WORK ITEM –
Look through the entries below and return all lines including the word "presentation".
### RECORD EXTRACTS
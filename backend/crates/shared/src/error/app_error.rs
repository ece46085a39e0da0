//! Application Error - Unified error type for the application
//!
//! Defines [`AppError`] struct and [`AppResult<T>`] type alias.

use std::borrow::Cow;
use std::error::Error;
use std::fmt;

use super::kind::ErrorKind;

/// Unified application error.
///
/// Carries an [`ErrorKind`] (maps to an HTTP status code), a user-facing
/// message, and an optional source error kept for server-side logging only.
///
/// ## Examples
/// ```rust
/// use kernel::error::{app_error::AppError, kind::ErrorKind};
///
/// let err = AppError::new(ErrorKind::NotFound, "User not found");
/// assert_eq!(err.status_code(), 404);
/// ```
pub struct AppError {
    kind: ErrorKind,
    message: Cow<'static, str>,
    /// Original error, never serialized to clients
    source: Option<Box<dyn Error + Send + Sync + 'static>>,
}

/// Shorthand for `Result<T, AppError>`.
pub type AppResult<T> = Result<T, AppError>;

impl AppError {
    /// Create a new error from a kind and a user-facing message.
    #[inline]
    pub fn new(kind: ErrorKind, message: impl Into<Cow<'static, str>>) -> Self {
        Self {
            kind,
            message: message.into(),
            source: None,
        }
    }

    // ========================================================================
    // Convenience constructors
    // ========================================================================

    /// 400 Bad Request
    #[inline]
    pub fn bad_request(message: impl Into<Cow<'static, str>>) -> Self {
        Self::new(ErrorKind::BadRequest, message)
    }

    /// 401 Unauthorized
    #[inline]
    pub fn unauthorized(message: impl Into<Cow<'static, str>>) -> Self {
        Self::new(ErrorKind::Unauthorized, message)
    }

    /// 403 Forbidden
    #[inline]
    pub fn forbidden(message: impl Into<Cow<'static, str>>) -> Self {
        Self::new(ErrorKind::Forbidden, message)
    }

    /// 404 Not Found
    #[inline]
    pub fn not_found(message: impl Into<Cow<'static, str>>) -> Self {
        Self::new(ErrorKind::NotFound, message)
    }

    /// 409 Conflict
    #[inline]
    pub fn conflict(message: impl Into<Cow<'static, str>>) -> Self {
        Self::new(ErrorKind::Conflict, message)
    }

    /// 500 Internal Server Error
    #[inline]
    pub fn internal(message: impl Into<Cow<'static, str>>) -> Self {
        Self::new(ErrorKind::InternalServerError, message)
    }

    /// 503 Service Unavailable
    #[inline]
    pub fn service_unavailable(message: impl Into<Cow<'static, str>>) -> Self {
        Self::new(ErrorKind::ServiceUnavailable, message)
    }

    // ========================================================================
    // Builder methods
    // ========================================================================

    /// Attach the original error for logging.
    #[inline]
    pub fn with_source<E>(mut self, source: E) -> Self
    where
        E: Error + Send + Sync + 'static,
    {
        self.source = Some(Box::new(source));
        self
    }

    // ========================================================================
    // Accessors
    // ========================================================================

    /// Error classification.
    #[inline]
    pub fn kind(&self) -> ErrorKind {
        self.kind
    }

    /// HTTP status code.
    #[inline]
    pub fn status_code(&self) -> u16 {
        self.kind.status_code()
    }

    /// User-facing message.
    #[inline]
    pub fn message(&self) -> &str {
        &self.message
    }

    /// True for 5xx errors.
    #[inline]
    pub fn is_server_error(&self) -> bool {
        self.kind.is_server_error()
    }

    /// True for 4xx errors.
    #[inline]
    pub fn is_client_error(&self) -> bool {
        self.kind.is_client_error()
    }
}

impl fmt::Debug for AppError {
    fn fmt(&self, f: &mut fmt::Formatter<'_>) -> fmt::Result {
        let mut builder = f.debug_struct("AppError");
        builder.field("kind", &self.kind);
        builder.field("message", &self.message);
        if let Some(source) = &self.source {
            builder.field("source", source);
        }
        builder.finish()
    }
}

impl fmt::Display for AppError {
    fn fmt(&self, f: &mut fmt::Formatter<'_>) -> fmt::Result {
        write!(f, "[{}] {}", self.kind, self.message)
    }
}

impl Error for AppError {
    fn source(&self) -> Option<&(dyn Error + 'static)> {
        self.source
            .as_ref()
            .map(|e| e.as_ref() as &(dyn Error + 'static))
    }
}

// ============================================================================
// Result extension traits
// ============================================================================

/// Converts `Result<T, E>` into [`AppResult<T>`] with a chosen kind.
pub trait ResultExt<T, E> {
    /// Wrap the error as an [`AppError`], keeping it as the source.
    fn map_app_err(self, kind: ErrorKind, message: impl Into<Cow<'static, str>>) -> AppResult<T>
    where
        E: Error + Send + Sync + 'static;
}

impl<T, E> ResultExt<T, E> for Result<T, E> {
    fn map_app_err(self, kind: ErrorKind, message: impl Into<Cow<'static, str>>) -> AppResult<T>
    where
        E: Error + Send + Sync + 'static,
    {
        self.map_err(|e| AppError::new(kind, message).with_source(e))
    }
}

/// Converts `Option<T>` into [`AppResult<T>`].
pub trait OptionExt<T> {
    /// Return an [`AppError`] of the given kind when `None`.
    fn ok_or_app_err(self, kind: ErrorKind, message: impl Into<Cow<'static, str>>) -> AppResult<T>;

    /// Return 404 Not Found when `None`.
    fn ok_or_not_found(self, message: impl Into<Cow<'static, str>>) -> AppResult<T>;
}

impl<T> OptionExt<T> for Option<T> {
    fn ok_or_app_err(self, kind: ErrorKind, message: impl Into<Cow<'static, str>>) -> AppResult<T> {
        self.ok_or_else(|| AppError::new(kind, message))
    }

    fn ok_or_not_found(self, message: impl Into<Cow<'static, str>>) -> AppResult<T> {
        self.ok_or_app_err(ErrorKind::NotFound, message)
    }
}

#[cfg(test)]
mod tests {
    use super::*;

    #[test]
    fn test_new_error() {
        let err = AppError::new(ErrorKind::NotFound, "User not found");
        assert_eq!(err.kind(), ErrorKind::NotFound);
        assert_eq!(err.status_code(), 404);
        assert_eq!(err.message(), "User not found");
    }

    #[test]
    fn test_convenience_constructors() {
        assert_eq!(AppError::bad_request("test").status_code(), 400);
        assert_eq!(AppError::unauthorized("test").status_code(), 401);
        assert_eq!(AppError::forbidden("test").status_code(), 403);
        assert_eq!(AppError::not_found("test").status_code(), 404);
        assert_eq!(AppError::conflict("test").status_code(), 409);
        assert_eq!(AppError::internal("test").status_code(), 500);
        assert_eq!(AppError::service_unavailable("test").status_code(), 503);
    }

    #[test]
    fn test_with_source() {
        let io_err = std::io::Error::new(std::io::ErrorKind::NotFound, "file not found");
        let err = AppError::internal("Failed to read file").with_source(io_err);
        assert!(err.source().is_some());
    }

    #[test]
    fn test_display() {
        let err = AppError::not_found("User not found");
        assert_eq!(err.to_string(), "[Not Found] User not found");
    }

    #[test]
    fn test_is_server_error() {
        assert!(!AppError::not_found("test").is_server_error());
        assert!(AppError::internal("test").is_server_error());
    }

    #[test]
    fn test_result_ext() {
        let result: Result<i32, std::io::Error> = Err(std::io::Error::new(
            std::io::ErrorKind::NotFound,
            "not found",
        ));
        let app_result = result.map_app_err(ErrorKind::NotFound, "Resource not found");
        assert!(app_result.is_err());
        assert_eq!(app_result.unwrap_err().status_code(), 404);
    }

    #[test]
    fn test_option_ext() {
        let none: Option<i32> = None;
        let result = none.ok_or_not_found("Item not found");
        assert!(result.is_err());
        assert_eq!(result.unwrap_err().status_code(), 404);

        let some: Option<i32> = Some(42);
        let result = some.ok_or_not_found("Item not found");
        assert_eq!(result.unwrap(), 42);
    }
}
######
### RECORD EXTRACTS
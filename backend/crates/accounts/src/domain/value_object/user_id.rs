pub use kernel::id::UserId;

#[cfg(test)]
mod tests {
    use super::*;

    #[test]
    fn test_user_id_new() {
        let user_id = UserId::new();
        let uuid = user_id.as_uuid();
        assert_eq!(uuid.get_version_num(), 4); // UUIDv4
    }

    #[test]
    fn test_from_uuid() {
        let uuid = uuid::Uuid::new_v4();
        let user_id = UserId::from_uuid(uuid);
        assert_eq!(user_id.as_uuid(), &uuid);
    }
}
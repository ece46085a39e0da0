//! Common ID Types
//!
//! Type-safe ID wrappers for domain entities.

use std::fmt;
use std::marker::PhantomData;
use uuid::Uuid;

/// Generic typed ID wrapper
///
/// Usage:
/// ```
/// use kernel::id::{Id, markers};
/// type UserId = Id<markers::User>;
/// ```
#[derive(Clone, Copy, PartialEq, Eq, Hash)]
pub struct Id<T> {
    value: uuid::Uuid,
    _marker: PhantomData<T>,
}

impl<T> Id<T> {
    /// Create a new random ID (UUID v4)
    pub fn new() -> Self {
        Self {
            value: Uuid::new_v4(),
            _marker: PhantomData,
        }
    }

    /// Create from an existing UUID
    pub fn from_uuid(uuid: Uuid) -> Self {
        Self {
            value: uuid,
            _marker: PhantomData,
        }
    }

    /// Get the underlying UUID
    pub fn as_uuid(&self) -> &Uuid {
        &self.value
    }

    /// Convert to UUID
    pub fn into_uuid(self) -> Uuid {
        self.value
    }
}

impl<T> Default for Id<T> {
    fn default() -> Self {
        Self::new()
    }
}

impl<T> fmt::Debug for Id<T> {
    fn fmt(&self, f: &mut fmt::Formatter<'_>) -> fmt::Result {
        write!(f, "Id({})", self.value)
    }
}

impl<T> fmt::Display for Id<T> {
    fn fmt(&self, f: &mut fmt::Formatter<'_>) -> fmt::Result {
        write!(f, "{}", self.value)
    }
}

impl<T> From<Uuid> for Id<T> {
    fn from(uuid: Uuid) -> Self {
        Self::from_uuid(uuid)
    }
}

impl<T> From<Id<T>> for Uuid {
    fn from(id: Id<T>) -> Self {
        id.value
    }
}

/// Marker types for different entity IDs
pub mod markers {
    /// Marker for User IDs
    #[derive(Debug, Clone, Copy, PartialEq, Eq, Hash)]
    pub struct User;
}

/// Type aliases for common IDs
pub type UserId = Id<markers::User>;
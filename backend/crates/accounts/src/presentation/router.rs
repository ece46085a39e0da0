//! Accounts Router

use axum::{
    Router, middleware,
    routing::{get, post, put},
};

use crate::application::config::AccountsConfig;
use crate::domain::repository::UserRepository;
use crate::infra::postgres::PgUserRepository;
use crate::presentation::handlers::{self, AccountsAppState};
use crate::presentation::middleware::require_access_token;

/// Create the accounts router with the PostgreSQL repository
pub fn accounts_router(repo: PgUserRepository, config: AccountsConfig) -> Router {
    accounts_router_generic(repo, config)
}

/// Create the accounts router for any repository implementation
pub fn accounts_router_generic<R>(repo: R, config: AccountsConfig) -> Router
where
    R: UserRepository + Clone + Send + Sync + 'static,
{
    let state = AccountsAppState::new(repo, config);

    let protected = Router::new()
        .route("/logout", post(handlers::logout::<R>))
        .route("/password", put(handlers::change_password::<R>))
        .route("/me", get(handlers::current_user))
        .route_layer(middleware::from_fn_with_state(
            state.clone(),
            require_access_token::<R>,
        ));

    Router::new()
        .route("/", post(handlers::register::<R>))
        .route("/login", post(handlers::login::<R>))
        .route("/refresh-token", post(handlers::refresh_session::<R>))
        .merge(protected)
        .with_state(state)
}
######
### RECORD EXTRACTS
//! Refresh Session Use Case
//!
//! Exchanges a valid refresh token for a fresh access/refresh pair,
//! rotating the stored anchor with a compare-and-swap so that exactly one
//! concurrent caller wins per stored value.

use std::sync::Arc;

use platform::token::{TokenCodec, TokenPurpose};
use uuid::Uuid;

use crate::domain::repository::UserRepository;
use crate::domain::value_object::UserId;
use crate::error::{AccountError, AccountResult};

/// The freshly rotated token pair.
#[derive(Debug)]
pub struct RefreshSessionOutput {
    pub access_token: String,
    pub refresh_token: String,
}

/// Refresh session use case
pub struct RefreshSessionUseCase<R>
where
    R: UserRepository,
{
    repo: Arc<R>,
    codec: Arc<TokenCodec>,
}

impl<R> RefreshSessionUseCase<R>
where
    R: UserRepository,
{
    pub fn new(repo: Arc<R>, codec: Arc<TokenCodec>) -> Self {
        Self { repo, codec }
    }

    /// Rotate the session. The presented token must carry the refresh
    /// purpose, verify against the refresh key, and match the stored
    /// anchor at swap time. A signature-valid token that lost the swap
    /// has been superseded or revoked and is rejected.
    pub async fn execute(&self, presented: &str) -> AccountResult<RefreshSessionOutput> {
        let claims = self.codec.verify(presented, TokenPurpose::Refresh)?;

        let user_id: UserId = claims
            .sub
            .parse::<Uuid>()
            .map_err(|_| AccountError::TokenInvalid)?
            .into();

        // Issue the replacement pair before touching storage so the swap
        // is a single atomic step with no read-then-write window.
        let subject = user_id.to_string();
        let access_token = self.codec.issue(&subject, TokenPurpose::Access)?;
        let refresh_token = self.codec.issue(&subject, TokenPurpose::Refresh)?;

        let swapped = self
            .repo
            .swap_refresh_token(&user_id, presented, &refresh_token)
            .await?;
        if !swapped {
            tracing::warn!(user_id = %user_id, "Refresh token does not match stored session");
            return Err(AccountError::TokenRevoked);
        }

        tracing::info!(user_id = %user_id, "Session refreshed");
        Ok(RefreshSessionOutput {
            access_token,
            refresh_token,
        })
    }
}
######
RESPONSE TO THIS TASK –
filename backend/crates/accounts/src/presentation/router.rs
use crate::presentation::handlers::{self, AccountsAppState};
use crate::presentation::middleware::require_access_token;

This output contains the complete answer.